Nach der Rechtsprechung des BFH wird die sinngemäße Anwendung des § 565 Abs. 1 Satz 2 ZPO auch dann erwogen, wenn ernstliche Zweifel an der Unvoreingenommenheit des erkennenden Senats des FG (fort-)besteht (vgl. z.B. BFH-Urteil in BFH/NV 1990, 243). Das Verhältnis dieser Rechtsprechung zum Grundsatz der Individualablehnung (vgl. Gräber/Koch, a.a.O., § 51 Rdnr. 19, 39) kann im Streitfall offenbleiben. Es sind von den Klägern keine Gründe vorgetragen worden, noch sind solche erkennbar, die Zweifel an der Unvoreingenommenheit der Richter des erkennenden Senats des FG aufkommen lassen. Insbesondere beruht das klageabweisende Urteil nicht auf subjektiven Empfindungen der Richter, wie die Kläger meinen. Das FG bejaht einen Mißbrauch von Gestaltungsmöglichkeiten. Zur Begründung dieser Auffassung bedarf es der Darstellung der von § 42 AO 1977 aufgestellten Tatbestandsmerkmale. Hierzu gehört die Umgehung von Steuergesetzen und zwangsläufig die Darlegung der Steuerverminderung. Daß die Übertragung der Mitunternehmeranteile der Kläger auf die Y und die Veräußerung der Gesellschaftsanteile an der Y im Streitfall zu dem Ergebnis führten, daß wirtschaftlich die Kläger aus (ursprünglich) steuerpflichtigen Einkünften aus Gewerbebetrieb aufgrund der zusätzlichen Beteiligung ihrer Ehefrauen steuerfreie Veräußerungsgewinne gemacht haben, ist den Klägern bekannt. Nichts anderes hat das FG mit anderen Worten auf S. 18/19 des Urteils dargelegt. Es entspricht auch der Gesetzeslage und nicht rein subjektivem Empfinden des erkennenden Senats des FG, daß die gewählte Gestaltung trotz Versteuerung der Gewinne der X bei der Y letztlich zu einer Steuerfreistellung der X-Gewinne führte. Die bei der Y angefallenen Körperschaftsteuern wurden letztlich über die Vollausschüttung und über die Teilwertabschreibung beim bilanzierenden Käufer der Anteile wirtschaftlich wieder rückgängig gemacht (vgl. auch Beschluß des Senats vom 3. Februar 1993 I B 90/92, BFHE 170, 197, BStBl II 1993, 426, m.w.N.).

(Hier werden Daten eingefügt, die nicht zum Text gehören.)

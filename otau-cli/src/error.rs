//! CLI error type.

use std::fmt;

use otau::config::ConfigError;
use otau::logging::LoggingError;
use otau::pipeline::PipelineError;

/// Errors that end the process with a non-zero exit code.
#[derive(Debug)]
pub enum CliError {
    Config(String),
    Logging(String),
    Runtime(String),
    Download(String),
}

impl fmt::Display for CliError {
    fn fmt(&self, f: &mut fmt::Formatter<'_>) -> fmt::Result {
        match self {
            CliError::Config(msg) => write!(f, "Configuration error: {}", msg),
            CliError::Logging(msg) => write!(f, "Logging setup failed: {}", msg),
            CliError::Runtime(msg) => write!(f, "Failed to start async runtime: {}", msg),
            CliError::Download(msg) => write!(f, "Download failed: {}", msg),
        }
    }
}

impl std::error::Error for CliError {}

impl From<ConfigError> for CliError {
    fn from(err: ConfigError) -> Self {
        CliError::Config(err.to_string())
    }
}

impl From<LoggingError> for CliError {
    fn from(err: LoggingError) -> Self {
        CliError::Logging(err.to_string())
    }
}

impl From<PipelineError> for CliError {
    fn from(err: PipelineError) -> Self {
        CliError::Download(err.to_string())
    }
}

impl CliError {
    /// Print the error and exit with status 1.
    pub fn exit(&self) -> ! {
        eprintln!("Error: {}", self);
        std::process::exit(1);
    }
}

Im übrigen ist bei Anwendung des § 42 AO 1977 kein Raum für subjektive Empfindungen, wie die Kläger meinen. Die Prüfung eines Gestaltungsmißbrauchs erfolgt anhand der objektiven Tatbestandsmerkmale des § 42 AO 1977 (vgl. z.B. BFH-Urteil vom 20. Dezember 1991 VI R 32/89, BFHE 167, 49, BStBl II 1992, 695; BFH in BFHE 170, 197, BStBl II 1993, 426). Auch ist § 42 AO 1977 zwingendes Recht.